Will wollte Cheryl gerade noch etwas sagen, als sich hinter ihm das leise Surren von Naben und Ketten und Kränzen und Krachen von Umwerfern erhob.
Die Mannschaft begann ihr Vormittagstraining durch die Landschaft im Norden von Paris. Sie würden den Verkehr blockieren, sie würden Fußgänger fast überfahren, sie würden wie ein Panzer über die Straße rollen. In Amerika würde man sie erschießen, aber hier waren sie Haven. Und sie regierten die Straße.
Cheryl schaute ihn an.
»Bleib in der Mitte. Suche deine Form.«
Er lächelte. Tausend Sprüche fielen ihm ein, aber er wusste, dass, wenn er auch nur einen losließe, sie ihm wahrscheinlich mit einer Metallstange die Knie brechen würde. Er hatte sein Leben in einer Welt der Sprüche verbracht, aber jetzt, auf einmal, wollte er damit nichts mehr zu tun haben.
Also ließ er es bleiben. Zum ersten Mal in seinem Leben ließ er es bleiben. Er schaute sie einfach nur an und sagte »Danke«.

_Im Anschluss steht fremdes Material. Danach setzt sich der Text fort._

pub mod applications;
pub mod content;
pub mod profile;
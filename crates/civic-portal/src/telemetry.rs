use crate::config::TelemetryConfig;
use std::fmt;
use tracing_subscriber::filter::ParseError;
use tracing_subscriber::EnvFilter;

#[derive(Debug)]
pub enum TelemetryError {
    EnvFilter { value: String, source: ParseError },
    Subscriber(Box<dyn std::error::Error + Send + Sync>),
}

impl fmt::Display for TelemetryError {
    fn fmt(&self, f: &mut fmt::Formatter<'_>) -> fmt::Result {
        match self {
            TelemetryError::EnvFilter { value, .. } => {
                write!(f, "PORTAL_LOG_LEVEL '{value}' is not a valid tracing filter")
            }
            TelemetryError::Subscriber(err) => write!(f, "tracing subscriber: {err}"),
        }
    }
}

impl std::error::Error for TelemetryError {
    fn source(&self) -> Option<&(dyn std::error::Error + 'static)> {
        match self {
            TelemetryError::EnvFilter { source, .. } => Some(source),
            TelemetryError::Subscriber(err) => Some(&**err),
        }
    }
}

/// `RUST_LOG` wins when set; otherwise the configured level applies.
pub fn filter_for(config: &TelemetryConfig) -> Result<EnvFilter, TelemetryError> {
    if let Ok(filter) = EnvFilter::try_from_default_env() {
        return Ok(filter);
    }

    EnvFilter::try_new(config.log_level.trim()).map_err(|source| TelemetryError::EnvFilter {
        value: config.log_level.clone(),
        source,
    })
}

/// Installs the process-wide subscriber. Logs go to stderr so command output stays clean.
pub fn init(config: &TelemetryConfig) -> Result<(), TelemetryError> {
    let env_filter = filter_for(config)?;

    tracing_subscriber::fmt()
        .with_env_filter(env_filter)
        .with_writer(std::io::stderr)
        .with_target(false)
        .compact()
        .with_ansi(false)
        .try_init()
        .map_err(TelemetryError::Subscriber)
}
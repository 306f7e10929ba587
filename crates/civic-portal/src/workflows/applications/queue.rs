use std::fmt;
use std::str::FromStr;

use super::domain::{ApplicationRecord, ApplicationStatus, UnknownStatus};

/// Status selector on the operator's filter bar.
#[derive(Debug, Clone, Copy, PartialEq, Eq, Default)]
pub enum StatusFilter {
    #[default]
    All,
    Only(ApplicationStatus),
}

impl StatusFilter {
    /// Buttons offered on the filter bar, in display order.
    pub const OPTIONS: [StatusFilter; 7] = [
        StatusFilter::All,
        StatusFilter::Only(ApplicationStatus::Pending),
        StatusFilter::Only(ApplicationStatus::Submitted),
        StatusFilter::Only(ApplicationStatus::InReview),
        StatusFilter::Only(ApplicationStatus::PendingConfirmation),
        StatusFilter::Only(ApplicationStatus::Confirmed),
        StatusFilter::Only(ApplicationStatus::Rejected),
    ];

    pub const fn label(self) -> &'static str {
        match self {
            StatusFilter::All => "All",
            StatusFilter::Only(status) => status.label(),
        }
    }

    pub fn matches(self, status: ApplicationStatus) -> bool {
        match self {
            StatusFilter::All => true,
            StatusFilter::Only(wanted) => wanted == status,
        }
    }
}

impl fmt::Display for StatusFilter {
    fn fmt(&self, f: &mut fmt::Formatter<'_>) -> fmt::Result {
        f.write_str(self.label())
    }
}

impl FromStr for StatusFilter {
    type Err = UnknownStatus;

    fn from_str(raw: &str) -> Result<Self, Self::Err> {
        if raw.trim().eq_ignore_ascii_case("all") {
            return Ok(StatusFilter::All);
        }
        raw.parse().map(StatusFilter::Only)
    }
}

/// Operator-side narrowing of the listing by status and free-text search.
#[derive(Debug, Clone, Default, PartialEq, Eq)]
pub struct ApplicationQuery {
    pub status: StatusFilter,
    pub search: String,
}

impl ApplicationQuery {
    pub fn new(status: StatusFilter, search: impl Into<String>) -> Self {
        Self {
            status,
            search: search.into(),
        }
    }

    /// Name matches case-insensitively, mobile by plain substring. A blank query matches all.
    pub fn matches(&self, record: &ApplicationRecord) -> bool {
        self.status.matches(record.status) && self.matches_search(record)
    }

    fn matches_search(&self, record: &ApplicationRecord) -> bool {
        let needle = self.search.trim();
        if needle.is_empty() {
            return true;
        }

        let lowered = needle.to_lowercase();
        let name_hit = record
            .applicant_name()
            .is_some_and(|name| name.to_lowercase().contains(&lowered));
        let mobile_hit = record
            .applicant_mobile()
            .is_some_and(|mobile| mobile.contains(needle));
        name_hit || mobile_hit
    }

    pub fn apply<'a>(&self, records: &'a [ApplicationRecord]) -> Vec<&'a ApplicationRecord> {
        records.iter().filter(|record| self.matches(record)).collect()
    }
}

/// Count shown next to a filter button.
#[derive(Debug, Clone, Copy, PartialEq, Eq)]
pub struct StatusCount {
    pub filter: StatusFilter,
    pub count: usize,
}

/// Counts over the unfiltered listing, one per filter-bar option.
pub fn status_counts(records: &[ApplicationRecord]) -> Vec<StatusCount> {
    StatusFilter::OPTIONS
        .into_iter()
        .map(|filter| StatusCount {
            filter,
            count: records
                .iter()
                .filter(|record| filter.matches(record.status))
                .count(),
        })
        .collect()
}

Er stieß sich ab und schloss sich der Mannschaft an, reihte sich sanft in der Mitte des Feldes ein.
Heute lief es besser für Will, er begann seinen Rhythmus und seine Konzentration zu finden. Er hielt gut mit, übernahm Führungsarbeit, wenn er dran war, bekam wieder ein Gefühl für die Gruppe und war immer bereit, wenn Deeds wollte, dass er vorne wegsprang, um auszureißen oder um Ausreißer zu jagen. Es tat gut. Er wusste, dass es nicht immer so sein würde. Es würde Tage geben, an denen er nicht im Sattel sitzen konnte, an denen er in seiner Einsiedlerwohnung aufwachen und eine Viertelstunde brauchen würde, bis er seine Knie geradebiegen und aufstehen konnte, ohne dass ihm vor Schmerz Tränen in die Augen schossen oder er sich im Türrahmen anlehnen musste, Tage, an denen nichts und niemand ihn dazu würde bringen können, mit irgendjemandem mitzuhalten oder auch nur hinterherzufahren.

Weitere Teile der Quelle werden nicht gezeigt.